### Work task:
All lines in the material below that hold "axpy" should be found and copied.

### Information given:
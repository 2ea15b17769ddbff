//! Pressure-projection θ-scheme with outer Picard iterations.

use crate::equation::{Equation, TermGroup};
use crate::error::{ModelError, Result};
use crate::fields::{self, solution2d, FieldId, FieldSet};
use crate::mesh::Geometry;
use crate::solver::{picard_solve, SolverOptions};

use super::{Forcing, StepperState, TimeStepper};

/// θ-scheme for the 2D shallow-water system split into a momentum
/// predictor and a free-surface pressure solve.
///
/// `equation` is the wave system over the packed `(u, v, η)` solution and
/// must contain only the terms treated in the projection step (surface
/// pressure gradient and depth-integrated divergence); `equation_mom`
/// carries the remaining momentum terms (advection, friction, viscosity)
/// over the `(u, v)` sub-vector. Each outer Picard iteration lags the
/// nonlinearities at the previous iterate:
///
/// ```text
/// M_uv uv* = M_uv uvⁿ + dt [θ R_mom(uv*, lag) + (1-θ) R_mom(uvⁿ)]
/// M x      = M (uv*, ηⁿ) + dt [θ R_sys(x, lag) + (1-θ) R_sys(uⁿ)]
/// ```
///
/// Two outer iterations recover second-order coupling between the
/// predictor and the projection.
pub struct PressureProjectionPicard<E: Equation, M: Equation> {
    equation: E,
    equation_mom: M,
    field: FieldId,
    theta: f64,
    iterations: usize,
    solver: SolverOptions,
    solution_old: Vec<f64>,
    solution_lag: Vec<f64>,
    uv_old: Vec<f64>,
    uv_lag: Vec<f64>,
    uv_star: Vec<f64>,
    rhs_mom: Vec<f64>,
    rhs_sys: Vec<f64>,
    residual_sys: Vec<f64>,
    residual_mom: Vec<f64>,
    tmp_sys: Vec<f64>,
    tmp_mom: Vec<f64>,
    fields_old: Option<FieldSet>,
    state: StepperState,
}

impl<E: Equation, M: Equation> std::fmt::Debug for PressureProjectionPicard<E, M> {
    fn fmt(&self, f: &mut std::fmt::Formatter<'_>) -> std::fmt::Result {
        f.debug_struct("PressureProjectionPicard").finish_non_exhaustive()
    }
}

/// Extract the `(u, v)` sub-vector from a packed `(u, v, η)` solution.
fn gather_uv(solution: &[f64], uv: &mut [f64]) {
    for c in 0..uv.len() / 2 {
        uv[2 * c] = solution[3 * c + solution2d::U];
        uv[2 * c + 1] = solution[3 * c + solution2d::V];
    }
}

fn scatter_uv(uv: &[f64], solution: &mut [f64]) {
    for c in 0..uv.len() / 2 {
        solution[3 * c + solution2d::U] = uv[2 * c];
        solution[3 * c + solution2d::V] = uv[2 * c + 1];
    }
}

impl<E: Equation, M: Equation> PressureProjectionPicard<E, M> {
    pub fn new(equation: E, equation_mom: M, field: FieldId) -> Result<Self> {
        let n = equation.n_dofs();
        let n_uv = 2 * (n / 3);
        if equation_mom.n_dofs() != n_uv {
            return Err(ModelError::ShapeMismatch {
                field,
                actual: equation_mom.n_dofs(),
                expected: n_uv,
            });
        }
        Ok(Self {
            equation,
            equation_mom,
            field,
            theta: 0.5,
            iterations: 2,
            solver: SolverOptions::default(),
            solution_old: vec![0.0; n],
            solution_lag: vec![0.0; n],
            uv_old: vec![0.0; n_uv],
            uv_lag: vec![0.0; n_uv],
            uv_star: vec![0.0; n_uv],
            rhs_mom: vec![0.0; n_uv],
            rhs_sys: vec![0.0; n],
            residual_sys: vec![0.0; n],
            residual_mom: vec![0.0; n_uv],
            tmp_sys: vec![0.0; n],
            tmp_mom: vec![0.0; n_uv],
            fields_old: None,
            state: StepperState::Uninitialized,
        })
    }

    pub fn with_theta(mut self, theta: f64) -> Self {
        self.theta = theta;
        self
    }

    /// Number of outer Picard iterations (default 2).
    pub fn with_iterations(mut self, iterations: usize) -> Self {
        self.iterations = iterations.max(1);
        self
    }

    pub fn with_solver_options(mut self, solver: SolverOptions) -> Self {
        self.solver = solver;
        self
    }
}

impl<E: Equation, M: Equation> TimeStepper for PressureProjectionPicard<E, M> {
    fn name(&self) -> &'static str {
        "PressureProjectionPicard"
    }

    fn initialize(&mut self, fields: &FieldSet) -> Result<()> {
        fields.require(self.field)?;
        let values = fields.values(self.field);
        if values.len() != self.equation.n_dofs() {
            return Err(ModelError::ShapeMismatch {
                field: self.field,
                actual: values.len(),
                expected: self.equation.n_dofs(),
            });
        }
        self.solution_old.copy_from_slice(values);
        self.fields_old = Some(fields.clone());
        self.state = StepperState::Ready;
        Ok(())
    }

    fn advance(
        &mut self,
        t: f64,
        dt: f64,
        fields: &mut FieldSet,
        forcing: Forcing<'_>,
    ) -> Result<()> {
        self.state.ensure_ready(self.name())?;
        if let Some(f) = forcing {
            f(t + dt);
        }

        let geometry = Geometry::capture(fields);
        self.solution_old.copy_from_slice(fields.values(self.field));
        gather_uv(&self.solution_old, &mut self.uv_old);
        let fields_old = match self.fields_old.as_ref() {
            Some(f) => f,
            None => return Err(ModelError::NotInitialized("PressureProjectionPicard")),
        };
        let theta = self.theta;

        // step-start contributions, fixed across the outer iterations
        self.equation_mom.residual(
            TermGroup::All,
            &self.uv_old,
            &self.uv_old,
            fields_old,
            fields_old,
            t,
            &mut self.residual_mom,
        );
        self.equation_mom
            .apply_mass(&geometry, &self.uv_old, &mut self.rhs_mom);
        fields::axpy(&mut self.rhs_mom, dt * (1.0 - theta), &self.residual_mom);

        self.equation.residual(
            TermGroup::All,
            &self.solution_old,
            &self.solution_old,
            fields_old,
            fields_old,
            t,
            &mut self.rhs_sys,
        );

        for _ in 0..self.iterations {
            self.solution_lag.copy_from_slice(fields.values(self.field));
            gather_uv(&self.solution_lag, &mut self.uv_lag);

            // momentum predictor with lagged nonlinearities
            self.uv_star.copy_from_slice(&self.uv_lag);
            {
                let equation_mom = &self.equation_mom;
                let rhs_mom = &self.rhs_mom;
                let uv_lag = &self.uv_lag;
                let residual_mom = &mut self.residual_mom;
                let tmp_mom = &mut self.tmp_mom;
                let geometry_ref = &geometry;
                picard_solve(
                    "PressureProjectionPicard",
                    0,
                    &self.solver,
                    &mut self.uv_star,
                    |x, out| {
                        equation_mom.residual(
                            TermGroup::All,
                            x,
                            uv_lag,
                            fields,
                            fields_old,
                            t + dt,
                            residual_mom,
                        );
                        tmp_mom.copy_from_slice(rhs_mom);
                        fields::axpy(tmp_mom, dt * theta, residual_mom);
                        equation_mom.solve_mass(geometry_ref, tmp_mom, out)
                    },
                )?;
            }

            // free-surface projection from the predicted velocity
            self.tmp_sys.copy_from_slice(&self.solution_old);
            scatter_uv(&self.uv_star, &mut self.tmp_sys);
            let mut mass_star = vec![0.0; self.tmp_sys.len()];
            self.equation
                .apply_mass(&geometry, &self.tmp_sys, &mut mass_star);

            let mut x = fields.values(self.field).to_vec();
            {
                let equation = &self.equation;
                let rhs_sys = &self.rhs_sys;
                let solution_lag = &self.solution_lag;
                let residual_sys = &mut self.residual_sys;
                let tmp_sys = &mut self.tmp_sys;
                let geometry_ref = &geometry;
                picard_solve(
                    "PressureProjectionPicard",
                    1,
                    &self.solver,
                    &mut x,
                    |x_it, out| {
                        equation.residual(
                            TermGroup::All,
                            x_it,
                            solution_lag,
                            fields,
                            fields_old,
                            t + dt,
                            residual_sys,
                        );
                        tmp_sys.copy_from_slice(&mass_star);
                        fields::axpy(tmp_sys, dt * theta, residual_sys);
                        fields::axpy(tmp_sys, dt * (1.0 - theta), rhs_sys);
                        equation.solve_mass(geometry_ref, tmp_sys, out)
                    },
                )?;
            }
            fields.values_mut(self.field).copy_from_slice(&x);
        }

        if let Some(old) = self.fields_old.as_mut() {
            *old = fields.clone();
        }
        Ok(())
    }
}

### Task result:
        fields::axpy(&mut self.rhs_mom, dt * (1.0 - theta), &self.residual_mom);
                        fields::axpy(tmp_mom, dt * theta, residual_mom);
                        fields::axpy(tmp_sys, dt * theta, residual_sys);
                        fields::axpy(tmp_sys, dt * (1.0 - theta), rhs_sys);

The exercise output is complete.